Еврейская секулярная полисистема, возникшая в Восточной Европе, носила почти государственный характер (за исключением правительства и военной силы). Действительно, в густонаселенных еврейских общинах и городских кварталах население жило в рамках еврейского квазигосударства (с нееврейской властью и полицией); но когда евреи массово переехали из штетлов в большие города и мигрировали за океан, туда, где главенствовали другие языки и другие народы, больше ничто не связывало их воедино. Когда Черниховский создавал стихи на иврите в Гейдельберге или в Свинемюнде, у него могли быть немецкие любовницы или пациенты-немцы для медицинской практики[75], но вряд ли у него была хоть какая-то ивритская культурная среда. Собрание его сочинений было опубликовано в Лейпциге и Шарлоттенбурге еще в 1935 г. — сам он был ивритским поэтом и не мог не продолжать писать стихи на иврите, но надежд на то, что в Свинемюнде будет еще одно поколение евреев, уже не оставалось. Принадлежность к еврейству и еврейская «идентичность» больше не были естественными, как у членов любой «нормальной» этнической группы (даже угнетенной группы вроде чехов или поляков до обретения ими независимости), для которых проживание на своей земле и принадлежность к лингвистическому и религиозному единству были само собой разумеющимися.

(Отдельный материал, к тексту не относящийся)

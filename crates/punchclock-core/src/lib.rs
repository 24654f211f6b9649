//! Punchclock Core Library
//!
//! Shared functionality for Punchclock components:
//! - Attendance domain types and the clock abstraction
//! - ENTRY/EXIT resolution and scan plausibility rules
//! - Work-hours aggregation and contract rollups
//! - Configuration resolution, tracing setup and `SQLite` helpers
//! - Common error types

pub mod aggregate;
pub mod clock;
pub mod config;
pub mod db;
pub mod error;
pub mod resolver;
pub mod tracing_init;
pub mod types;

pub use clock::{Clock, FixedClock, LocalCalendar, SystemClock};
pub use config::Config;
pub use error::{Error, ErrorCode, Result, Violation};
pub use resolver::{AttendanceRules, Resolution, ScanContext, ScanDecision};
pub use types::{AttendanceKind, Confidence, ContractProfile, Punch};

В таких условиях — без государства, политической структуры или достаточно обширной территориальной базы с определенными границами — решающее значение имели объединяющие силы, которые могли бы мотивировать индивида чаще, чем эпизодическое участие в разнообразных институтах внутренней полисистемы. Идеологии обеспечивали объединяющую модель объяснения разных аспектов бытия и предлагали горизонт для лучшего будущего. Политические партии, молодежные движения и профессиональные ассоциации также играли объединяющую роль, обеспечивая непосредственную социальную структуру для идеологической солидарности; они обычно организовывали повседневную жизнь, включая образовательные системы, спорт, отдых, летние лагеря и т. п. Молодежные движения культивировали идеологические споры и воспитывали любовь к еврейской и мировой литературе, так же как любовь к природе, дисциплину, человеческое достоинство, а еще занимались личностным, интеллектуальным и физическим развитием.